* **The task**:
Every record must be copied exactly. Leave nothing out.

* **Records provided**:

◇ ◇ ◇ ◇ ◇ ◇ ◇

use serde::{Deserialize, Deserializer, Serialize};
use serde_json::Value;
use std::collections::BTreeMap;
use std::fmt;

/// Condition family a pricing rule belongs to.
///
/// Unrecognised kinds are retained verbatim and never match.
#[derive(Debug, Clone, PartialEq, Eq, Hash, Serialize, Deserialize)]
#[serde(from = "String", into = "String")]
pub enum RuleType {
    Weekend,
    PeakHour,
    HighDemand,
    Weather,
    Unknown(String),
}

impl RuleType {
    pub fn as_str(&self) -> &str {
        match self {
            Self::Weekend => "weekend",
            Self::PeakHour => "peak_hour",
            Self::HighDemand => "high_demand",
            Self::Weather => "weather",
            Self::Unknown(raw) => raw,
        }
    }
}

impl From<String> for RuleType {
    fn from(value: String) -> Self {
        match value.as_str() {
            "weekend" => Self::Weekend,
            "peak_hour" => Self::PeakHour,
            "high_demand" => Self::HighDemand,
            "weather" => Self::Weather,
            _ => Self::Unknown(value),
        }
    }
}

impl From<RuleType> for String {
    fn from(value: RuleType) -> Self {
        match value {
            RuleType::Unknown(raw) => raw,
            known => known.as_str().to_string(),
        }
    }
}

impl fmt::Display for RuleType {
    fn fmt(&self, f: &mut fmt::Formatter<'_>) -> fmt::Result {
        f.write_str(self.as_str())
    }
}

#[derive(Debug, Clone, Copy, PartialEq, Eq, Hash, Serialize, Deserialize)]
#[serde(rename_all = "snake_case")]
pub enum ModifierType {
    /// `modifier_value` is a signed percentage of the running price.
    Percentage,
    /// `modifier_value` is an absolute currency delta.
    Fixed,
}

/// Rule-type-specific parameters. Fields not understood by the evaluator are
/// kept in `extra`.
#[derive(Debug, Clone, Default, PartialEq, Serialize, Deserialize)]
pub struct RuleConditions {
    #[serde(default, skip_serializing_if = "Option::is_none")]
    pub start_hour: Option<u32>,
    #[serde(default, skip_serializing_if = "Option::is_none")]
    pub end_hour: Option<u32>,
    #[serde(default, skip_serializing_if = "Option::is_none")]
    pub always: Option<bool>,
    #[serde(default, skip_serializing_if = "Option::is_none")]
    pub weather: Option<String>,
    #[serde(flatten)]
    pub extra: BTreeMap<String, Value>,
}

/// Externally owned pricing configuration row.
#[derive(Debug, Clone, PartialEq, Serialize, Deserialize)]
pub struct PricingRule {
    #[serde(default, skip_serializing_if = "Option::is_none")]
    pub id: Option<String>,
    #[serde(default, skip_serializing_if = "Option::is_none")]
    pub name: Option<String>,
    pub rule_type: RuleType,
    #[serde(default)]
    pub active: bool,
    pub modifier_type: ModifierType,
    pub modifier_value: f64,
    #[serde(default, deserialize_with = "null_as_default_conditions")]
    pub conditions: RuleConditions,
}

fn null_as_default_conditions<'de, D>(deserializer: D) -> Result<RuleConditions, D::Error>
where
    D: Deserializer<'de>,
{
    Ok(Option::<RuleConditions>::deserialize(deserializer)?.unwrap_or_default())
}

impl PricingRule {
    pub fn new(rule_type: RuleType, modifier_type: ModifierType, modifier_value: f64) -> Self {
        Self {
            id: None,
            name: None,
            rule_type,
            active: true,
            modifier_type,
            modifier_value,
            conditions: RuleConditions::default(),
        }
    }

    pub fn with_conditions(mut self, conditions: RuleConditions) -> Self {
        self.conditions = conditions;
        self
    }

    pub fn inactive(mut self) -> Self {
        self.active = false;
        self
    }

    /// Human-readable name, falling back to the rule type.
    pub fn display_name(&self) -> &str {
        self.name.as_deref().unwrap_or_else(|| self.rule_type.as_str())
    }
}

/// Outcome of pricing a single booking slot.
#[derive(Debug, Clone, PartialEq, Serialize, Deserialize)]
pub struct PricingResult {
    pub base_price: f64,
    /// Rounded to whole currency units.
    pub final_price: i64,
    /// Matching rules in the order they were applied.
    pub applied_rules: Vec<PricingRule>,
    /// `base_price - final_price`; negative for a surcharge.
    pub discount: f64,
}
use serde::{Deserialize, Serialize};

/// Weights and thresholds applied by the rating aggregator.
#[derive(Debug, Clone, PartialEq, Serialize, Deserialize)]
pub struct RatingPolicy {
    pub recency_window_days: f64,
    pub recency_floor: f64,
    pub repeat_customer_boost: f64,
    pub unverified_penalty: f64,
    pub low_effort_penalty: f64,
    /// Trust weight assigned to abusive reviews. Kept above zero so the
    /// weight sum never collapses.
    pub abusive_weight: f64,
    /// Maximum star shift contributed by text sentiment.
    pub sentiment_influence: f64,
    pub high_confidence_min_reviews: usize,
    pub high_confidence_min_weight: f64,
    pub medium_confidence_min_reviews: usize,
}

impl Default for RatingPolicy {
    fn default() -> Self {
        Self {
            recency_window_days: 365.0,
            recency_floor: 0.1,
            repeat_customer_boost: 1.5,
            unverified_penalty: 0.5,
            low_effort_penalty: 0.7,
            abusive_weight: 0.01,
            sentiment_influence: 0.5,
            high_confidence_min_reviews: 50,
            high_confidence_min_weight: 20.0,
            medium_confidence_min_reviews: 10,
        }
    }
}

/// Thresholds for the recent-versus-older rating comparison.
#[derive(Debug, Clone, PartialEq, Serialize, Deserialize)]
pub struct IndicatorPolicy {
    /// Reviews younger than this many days count as recent.
    pub recent_window_days: u32,
    /// Older bucket spans `recent_window_days..=comparison_window_days`.
    pub comparison_window_days: u32,
    pub improvement_threshold: f64,
    pub consistency_threshold: f64,
    pub consistency_min_reviews: usize,
}

impl Default for IndicatorPolicy {
    fn default() -> Self {
        Self {
            recent_window_days: 30,
            comparison_window_days: 90,
            improvement_threshold: 0.3,
            consistency_threshold: 0.2,
            consistency_min_reviews: 20,
        }
    }
}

◇ ◇ ◇ ◇ ◇ ◇ ◇

* **Answer space**:
use serde::{Deserialize, Deserializer, Serialize};
use serde_json::Value;
use std::collections::BTreeMap;
use std::fmt;

/// Condition family a pricing rule belongs to.
///
/// Unrecognised kinds are retained verbatim and never match.
#[derive(Debug, Clone, PartialEq, Eq, Hash, Serialize, Deserialize)]
#[serde(from = "String", into = "String")]
pub enum RuleType {
    Weekend,
    PeakHour,
    HighDemand,
    Weather,
    Unknown(String),
}

impl RuleType {
    pub fn as_str(&self) -> &str {
        match self {
            Self::Weekend => "weekend",
            Self::PeakHour => "peak_hour",
            Self::HighDemand => "high_demand",
            Self::Weather => "weather",
            Self::Unknown(raw) => raw,
        }
    }
}

impl From<String> for RuleType {
    fn from(value: String) -> Self {
        match value.as_str() {
            "weekend" => Self::Weekend,
            "peak_hour" => Self::PeakHour,
            "high_demand" => Self::HighDemand,
            "weather" => Self::Weather,
            _ => Self::Unknown(value),
        }
    }
}

impl From<RuleType> for String {
    fn from(value: RuleType) -> Self {
        match value {
            RuleType::Unknown(raw) => raw,
            known => known.as_str().to_string(),
        }
    }
}

impl fmt::Display for RuleType {
    fn fmt(&self, f: &mut fmt::Formatter<'_>) -> fmt::Result {
        f.write_str(self.as_str())
    }
}

#[derive(Debug, Clone, Copy, PartialEq, Eq, Hash, Serialize, Deserialize)]
#[serde(rename_all = "snake_case")]
pub enum ModifierType {
    /// `modifier_value` is a signed percentage of the running price.
    Percentage,
    /// `modifier_value` is an absolute currency delta.
    Fixed,
}

/// Rule-type-specific parameters. Fields not understood by the evaluator are
/// kept in `extra`.
#[derive(Debug, Clone, Default, PartialEq, Serialize, Deserialize)]
pub struct RuleConditions {
    #[serde(default, skip_serializing_if = "Option::is_none")]
    pub start_hour: Option<u32>,
    #[serde(default, skip_serializing_if = "Option::is_none")]
    pub end_hour: Option<u32>,
    #[serde(default, skip_serializing_if = "Option::is_none")]
    pub always: Option<bool>,
    #[serde(default, skip_serializing_if = "Option::is_none")]
    pub weather: Option<String>,
    #[serde(flatten)]
    pub extra: BTreeMap<String, Value>,
}

/// Externally owned pricing configuration row.
#[derive(Debug, Clone, PartialEq, Serialize, Deserialize)]
pub struct PricingRule {
    #[serde(default, skip_serializing_if = "Option::is_none")]
    pub id: Option<String>,
    #[serde(default, skip_serializing_if = "Option::is_none")]
    pub name: Option<String>,
    pub rule_type: RuleType,
    #[serde(default)]
    pub active: bool,
    pub modifier_type: ModifierType,
    pub modifier_value: f64,
    #[serde(default, deserialize_with = "null_as_default_conditions")]
    pub conditions: RuleConditions,
}

fn null_as_default_conditions<'de, D>(deserializer: D) -> Result<RuleConditions, D::Error>
where
    D: Deserializer<'de>,
{
    Ok(Option::<RuleConditions>::deserialize(deserializer)?.unwrap_or_default())
}

impl PricingRule {
    pub fn new(rule_type: RuleType, modifier_type: ModifierType, modifier_value: f64) -> Self {
        Self {
            id: None,
            name: None,
            rule_type,
            active: true,
            modifier_type,
            modifier_value,
            conditions: RuleConditions::default(),
        }
    }

    pub fn with_conditions(mut self, conditions: RuleConditions) -> Self {
        self.conditions = conditions;
        self
    }

    pub fn inactive(mut self) -> Self {
        self.active = false;
        self
    }

    /// Human-readable name, falling back to the rule type.
    pub fn display_name(&self) -> &str {
        self.name.as_deref().unwrap_or_else(|| self.rule_type.as_str())
    }
}

/// Outcome of pricing a single booking slot.
#[derive(Debug, Clone, PartialEq, Serialize, Deserialize)]
pub struct PricingResult {
    pub base_price: f64,
    /// Rounded to whole currency units.
    pub final_price: i64,
    /// Matching rules in the order they were applied.
    pub applied_rules: Vec<PricingRule>,
    /// `base_price - final_price`; negative for a surcharge.
    pub discount: f64,
}
use serde::{Deserialize, Serialize};

/// Weights and thresholds applied by the rating aggregator.
#[derive(Debug, Clone, PartialEq, Serialize, Deserialize)]
pub struct RatingPolicy {
    pub recency_window_days: f64,
    pub recency_floor: f64,
    pub repeat_customer_boost: f64,
    pub unverified_penalty: f64,
    pub low_effort_penalty: f64,
    /// Trust weight assigned to abusive reviews. Kept above zero so the
    /// weight sum never collapses.
    pub abusive_weight: f64,
    /// Maximum star shift contributed by text sentiment.
    pub sentiment_influence: f64,
    pub high_confidence_min_reviews: usize,
    pub high_confidence_min_weight: f64,
    pub medium_confidence_min_reviews: usize,
}

impl Default for RatingPolicy {
    fn default() -> Self {
        Self {
            recency_window_days: 365.0,
            recency_floor: 0.1,
            repeat_customer_boost: 1.5,
            unverified_penalty: 0.5,
            low_effort_penalty: 0.7,
            abusive_weight: 0.01,
            sentiment_influence: 0.5,
            high_confidence_min_reviews: 50,
            high_confidence_min_weight: 20.0,
            medium_confidence_min_reviews: 10,
        }
    }
}

/// Thresholds for the recent-versus-older rating comparison.
#[derive(Debug, Clone, PartialEq, Serialize, Deserialize)]
pub struct IndicatorPolicy {
    /// Reviews younger than this many days count as recent.
    pub recent_window_days: u32,
    /// Older bucket spans `recent_window_days..=comparison_window_days`.
    pub comparison_window_days: u32,
    pub improvement_threshold: f64,
    pub consistency_threshold: f64,
    pub consistency_min_reviews: usize,
}

impl Default for IndicatorPolicy {
    fn default() -> Self {
        Self {
            recent_window_days: 30,
            comparison_window_days: 90,
            improvement_threshold: 0.3,
            consistency_threshold: 0.2,
            consistency_min_reviews: 20,
        }
    }
}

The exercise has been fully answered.